▶ [ACTION ITEM]
Nothing but the lines from the start of the records through the line that contains "const MAX_TABLE: u32 = 200;" is to be copied, and each is to be copied exactly.

▶ [AVAILABLE RECORDS]
- Opening Delimiter -

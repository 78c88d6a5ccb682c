use super::{check_name, check_prefix_family, check_rule, mismatch, quote, MapperTable};
use crate::error::{CoreError, CoreResult};
use crate::models::{CommandModel, LocalRouteIntent, LocalRouteRule, Operation};

const MAX_RULE: u32 = 99999;
const MAX_TABLE: u32 = 200;

pub fn base() -> MapperTable {
    MapperTable::new()
        .with(Operation::AddRule, add_rule)
        .with(Operation::RemoveRule, remove_rule)
        .with(Operation::RemovePolicy, remove_policy)
}

/// VyOS 1.3 puts the source/destination prefix directly on the rule node
/// and has no VRF target.
pub fn v1_3() -> MapperTable {
    MapperTable::new().with(Operation::AddRule, add_rule_v1_3)
}

/// Per-release spelling of the selector leaves
struct Syntax {
    source: &'static str,
    destination: &'static str,
    vrf: bool,
}

const V1_4: Syntax = Syntax {
    source: "source address",
    destination: "destination address",
    vrf: true,
};

const V1_3: Syntax = Syntax {
    source: "source",
    destination: "destination",
    vrf: false,
};

fn intent(model: &CommandModel, op: Operation) -> CoreResult<&LocalRouteIntent> {
    match model {
        CommandModel::LocalRoute(intent) => Ok(intent),
        other => Err(mismatch(other, op)),
    }
}

fn add_rule(model: &CommandModel) -> CoreResult<Vec<String>> {
    let LocalRouteIntent::AddRule(rule) = intent(model, Operation::AddRule)? else {
        return Err(mismatch(model, Operation::AddRule));
    };
    render_rule(rule, &V1_4)
}

fn add_rule_v1_3(model: &CommandModel) -> CoreResult<Vec<String>> {
    let LocalRouteIntent::AddRule(rule) = intent(model, Operation::AddRule)? else {
        return Err(mismatch(model, Operation::AddRule));
    };
    render_rule(rule, &V1_3)
}

fn remove_rule(model: &CommandModel) -> CoreResult<Vec<String>> {
    let LocalRouteIntent::RemoveRule { rule } = intent(model, Operation::RemoveRule)? else {
        return Err(mismatch(model, Operation::RemoveRule));
    };
    check_rule(*rule, MAX_RULE)?;
    Ok(vec![format!("delete policy local-route rule {}", rule)])
}

fn remove_policy(model: &CommandModel) -> CoreResult<Vec<String>> {
    let LocalRouteIntent::RemovePolicy = intent(model, Operation::RemovePolicy)? else {
        return Err(mismatch(model, Operation::RemovePolicy));
    };
    Ok(vec!["delete policy local-route".to_string()])
}

fn render_rule(rule: &LocalRouteRule, syntax: &Syntax) -> CoreResult<Vec<String>> {
    check_rule(rule.rule, MAX_RULE)?;
    let prefix = format!("set policy local-route rule {}", rule.rule);

    let target = match (rule.table, &rule.vrf) {
        (Some(table), None) => {
            if table == 0 || table > MAX_TABLE {
                return Err(CoreError::invalid(format!(
                    "routing table {} is outside 1-{}",
                    table, MAX_TABLE
                )));
            }
            format!("{} set table {}", prefix, quote(table))
        }
        (None, Some(vrf)) if syntax.vrf => {
            check_name("vrf", vrf)?;
            format!("{} set vrf {}", prefix, quote(vrf))
        }
        (None, Some(_)) => {
            return Err(CoreError::invalid(
                "local-route VRF targets require VyOS 1.4 or newer",
            ))
        }
        _ => {
            return Err(CoreError::invalid(
                "local-route rule needs exactly one of table or vrf",
            ))
        }
    };
    let mut commands = vec![target];

    if let Some(source) = &rule.source {
        check_prefix_family(source, false)?;
        commands.push(format!("{} {} {}", prefix, syntax.source, quote(source)));
    }
    if let Some(destination) = &rule.destination {
        check_prefix_family(destination, false)?;
        commands.push(format!(
            "{} {} {}",
            prefix,
            syntax.destination,
            quote(destination)
        ));
    }
    if let Some(iface) = &rule.inbound_interface {
        check_name("inbound-interface", iface)?;
        commands.push(format!("{} inbound-interface {}", prefix, quote(iface)));
    }
    if let Some(mark) = rule.fwmark {
        commands.push(format!("{} fwmark {}", prefix, quote(mark)));
    }
    if let Some(protocol) = &rule.protocol {
        check_name("protocol", protocol)?;
        commands.push(format!("{} protocol {}", prefix, quote(protocol)));
    }

    Ok(commands)
}
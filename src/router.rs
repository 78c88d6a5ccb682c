use axum::{
    routing::{get, post},
    Router,
};
use std::sync::Arc;
use tower_http::cors::{Any, CorsLayer};
use tower_http::trace::TraceLayer;

use crate::handlers;
use crate::AppState;

/// Build the application router with all routes
pub fn build(state: Arc<AppState>) -> Router {
    Router::new()
        .route("/api/health", get(handlers::healthcheck))
        // Instance routes
        .route(
            "/api/instances",
            get(handlers::instances::list_instances).post(handlers::instances::register_instance),
        )
        .route(
            "/api/instances/:id",
            get(handlers::instances::get_instance).delete(handlers::instances::deregister_instance),
        )
        // Session routes
        .route(
            "/api/instances/:id/session",
            post(handlers::sessions::open_session)
                .get(handlers::sessions::get_session)
                .delete(handlers::sessions::close_session),
        )
        // Intent routes
        .route(
            "/api/instances/:id/intents/:area",
            post(handlers::intents::apply_intent),
        )
        .route(
            "/api/instances/:id/intents/:area/preview",
            post(handlers::intents::preview_intent),
        )
        // Mapper registry routes
        .route("/api/feature-areas", get(handlers::versions::list_feature_areas))
        .route(
            "/api/feature-areas/:area/versions",
            get(handlers::versions::list_versions),
        )
        // WebSocket route
        .route("/ws", get(crate::ws_upgrade_handler))
        .with_state(state)
        .layer(TraceLayer::new_for_http())
        .layer(
            CorsLayer::new()
                .allow_origin(Any)
                .allow_methods(Any)
                .allow_headers(Any),
        )
}
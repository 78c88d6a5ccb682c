//! Scriptable in-memory transport for session and control plane tests.

use std::collections::{HashMap, HashSet};
use std::sync::{Arc, Mutex};
use std::time::Duration;

use async_trait::async_trait;

use super::{Transport, TransportError, TransportFactory};
use crate::models::Instance;

#[derive(Debug, Clone, PartialEq, Eq)]
pub enum Call {
    Connect,
    Stage(String),
    Commit,
    Discard,
    DetectVersion,
    Close,
}

#[derive(Default)]
struct Script {
    unreachable: HashSet<String>,
    reject: HashSet<String>,
    break_on: HashSet<String>,
    reject_commit: Option<String>,
    fail_discard: bool,
    version: Option<String>,
    connect_delay: Duration,
    stage_delay: Duration,
    commit_delay: Duration,
}

#[derive(Default)]
struct Record {
    calls: Vec<(String, Call)>,
    committed: HashMap<String, Vec<String>>,
    active: usize,
    max_active: usize,
}

/// Shared script and call log; clones observe the same state
#[derive(Clone, Default)]
pub struct MockFactory {
    script: Arc<Mutex<Script>>,
    record: Arc<Mutex<Record>>,
}

impl MockFactory {
    pub fn new() -> Self {
        Self::default()
    }

    pub fn unreachable(&self, instance_id: &str) -> &Self {
        self.script.lock().unwrap().unreachable.insert(instance_id.to_string());
        self
    }

    /// Stage of this exact command fails with a device rejection
    pub fn reject(&self, command: &str) -> &Self {
        self.script.lock().unwrap().reject.insert(command.to_string());
        self
    }

    /// Stage of this exact command fails with a broken connection
    pub fn break_on(&self, command: &str) -> &Self {
        self.script.lock().unwrap().break_on.insert(command.to_string());
        self
    }

    pub fn reject_commit(&self, detail: &str) -> &Self {
        self.script.lock().unwrap().reject_commit = Some(detail.to_string());
        self
    }

    pub fn accept_commits(&self) -> &Self {
        self.script.lock().unwrap().reject_commit = None;
        self
    }

    /// Discard fails with a broken connection and leaves the transaction staged
    pub fn fail_discard(&self) -> &Self {
        self.script.lock().unwrap().fail_discard = true;
        self
    }

    /// Version reported on connect; defaults to the instance's declared one
    pub fn report_version(&self, version: &str) -> &Self {
        self.script.lock().unwrap().version = Some(version.to_string());
        self
    }

    pub fn connect_delay(&self, delay: Duration) -> &Self {
        self.script.lock().unwrap().connect_delay = delay;
        self
    }

    pub fn stage_delay(&self, delay: Duration) -> &Self {
        self.script.lock().unwrap().stage_delay = delay;
        self
    }

    pub fn commit_delay(&self, delay: Duration) -> &Self {
        self.script.lock().unwrap().commit_delay = delay;
        self
    }

    /// Every call made against one instance, in order
    pub fn calls(&self, instance_id: &str) -> Vec<Call> {
        self.record
            .lock()
            .unwrap()
            .calls
            .iter()
            .filter(|(id, _)| id == instance_id)
            .map(|(_, call)| call.clone())
            .collect()
    }

    pub fn total_calls(&self) -> usize {
        self.record.lock().unwrap().calls.len()
    }

    pub fn connects(&self, instance_id: &str) -> usize {
        self.calls(instance_id)
            .iter()
            .filter(|c| **c == Call::Connect)
            .count()
    }

    /// Commands that made it into a successful commit
    pub fn committed(&self, instance_id: &str) -> Vec<String> {
        self.record
            .lock()
            .unwrap()
            .committed
            .get(instance_id)
            .cloned()
            .unwrap_or_default()
    }

    /// Highest number of stage calls observed running at once, across instances
    pub fn max_concurrent_stages(&self) -> usize {
        self.record.lock().unwrap().max_active
    }

    fn log(&self, instance_id: &str, call: Call) {
        self.record
            .lock()
            .unwrap()
            .calls
            .push((instance_id.to_string(), call));
    }
}

#[async_trait]
impl TransportFactory for MockFactory {
    async fn connect(&self, instance: &Instance) -> Result<Box<dyn Transport>, TransportError> {
        self.log(&instance.id, Call::Connect);
        let (delay, unreachable, version) = {
            let script = self.script.lock().unwrap();
            (
                script.connect_delay,
                script.unreachable.contains(&instance.id),
                script.version.clone(),
            )
        };
        tokio::time::sleep(delay).await;
        if unreachable {
            return Err(TransportError::Connection(format!(
                "{}:{}: connection refused",
                instance.endpoint.host, instance.endpoint.port
            )));
        }
        Ok(Box::new(MockTransport {
            instance_id: instance.id.clone(),
            version: version.unwrap_or_else(|| instance.version.clone()),
            factory: self.clone(),
            staged: Vec::new(),
        }))
    }
}

pub struct MockTransport {
    instance_id: String,
    version: String,
    factory: MockFactory,
    staged: Vec<String>,
}

#[async_trait]
impl Transport for MockTransport {
    async fn stage(&mut self, command: &str) -> Result<(), TransportError> {
        self.factory.log(&self.instance_id, Call::Stage(command.to_string()));
        let (delay, rejected, broken) = {
            let script = self.factory.script.lock().unwrap();
            (
                script.stage_delay,
                script.reject.contains(command),
                script.break_on.contains(command),
            )
        };

        {
            let mut record = self.factory.record.lock().unwrap();
            record.active += 1;
            record.max_active = record.max_active.max(record.active);
        }
        tokio::time::sleep(delay).await;
        self.factory.record.lock().unwrap().active -= 1;

        if broken {
            return Err(TransportError::Io("connection reset by peer".to_string()));
        }
        if rejected {
            return Err(TransportError::Rejected(format!(
                "Invalid command: {}",
                command
            )));
        }
        self.staged.push(command.to_string());
        Ok(())
    }

    async fn commit(&mut self) -> Result<(), TransportError> {
        self.factory.log(&self.instance_id, Call::Commit);
        let (delay, reject) = {
            let script = self.factory.script.lock().unwrap();
            (script.commit_delay, script.reject_commit.clone())
        };
        tokio::time::sleep(delay).await;
        if let Some(detail) = reject {
            return Err(TransportError::Rejected(detail));
        }
        let staged = std::mem::take(&mut self.staged);
        self.factory
            .record
            .lock()
            .unwrap()
            .committed
            .entry(self.instance_id.clone())
            .or_default()
            .extend(staged);
        Ok(())
    }

    async fn discard(&mut self) -> Result<(), TransportError> {
        self.factory.log(&self.instance_id, Call::Discard);
        if self.factory.script.lock().unwrap().fail_discard {
            return Err(TransportError::Io("connection reset by peer".to_string()));
        }
        self.staged.clear();
        Ok(())
    }

    async fn detect_version(&mut self) -> Result<String, TransportError> {
        self.factory.log(&self.instance_id, Call::DetectVersion);
        Ok(self.version.clone())
    }

    async fn close(&mut self) -> Result<(), TransportError> {
        self.factory.log(&self.instance_id, Call::Close);
        Ok(())
    }
}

- Closing Delimiter -

▶ [WORKED SOLUTION]
repository 78c88d6a5ccb682c
use super::{check_name, check_prefix_family, check_rule, mismatch, quote, MapperTable};
use crate::error::{CoreError, CoreResult};
use crate::models::{CommandModel, LocalRouteIntent, LocalRouteRule, Operation};

const MAX_RULE: u32 = 99999;
const MAX_TABLE: u32 = 200;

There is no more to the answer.